[Saved entries]
▬▬▬

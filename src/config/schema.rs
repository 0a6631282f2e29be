//! Settings file schema.
//!
//! Every field is optional; an empty file is equivalent to no file.
//!
//! ```yaml
//! force: false
//! jobs: 4
//! media_dir: /srv/dokuwiki/data/media
//! engine:
//!   command: "pandoc -f dokuwiki -t gfm"
//! ```

use std::path::PathBuf;

use serde::{Deserialize, Serialize};

/// Run settings read from a YAML file.
#[derive(Debug, Clone, PartialEq, Eq, Serialize, Deserialize)]
#[serde(default, deny_unknown_fields)]
pub struct Settings {
    /// Overwrite existing pages and media.
    pub force: bool,

    /// Worker threads for page conversion (1 = sequential).
    pub jobs: usize,

    /// DokuWiki `data/media` directory.
    pub media_dir: Option<PathBuf>,

    /// External converter replacing the built-in rules.
    pub engine: Option<EngineSettings>,
}

impl Default for Settings {
    fn default() -> Self {
        Self {
            force: false,
            jobs: 1,
            media_dir: None,
            engine: None,
        }
    }
}

/// External converter settings.
#[derive(Debug, Clone, PartialEq, Eq, Serialize, Deserialize)]
#[serde(deny_unknown_fields)]
pub struct EngineSettings {
    /// Command line, split with shell quoting rules.
    pub command: String,
}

▬▬▬

Exercise prompt:
From the records above, tally every line that contains the string "External"; the reply consists of that number alone.

Final answer:
2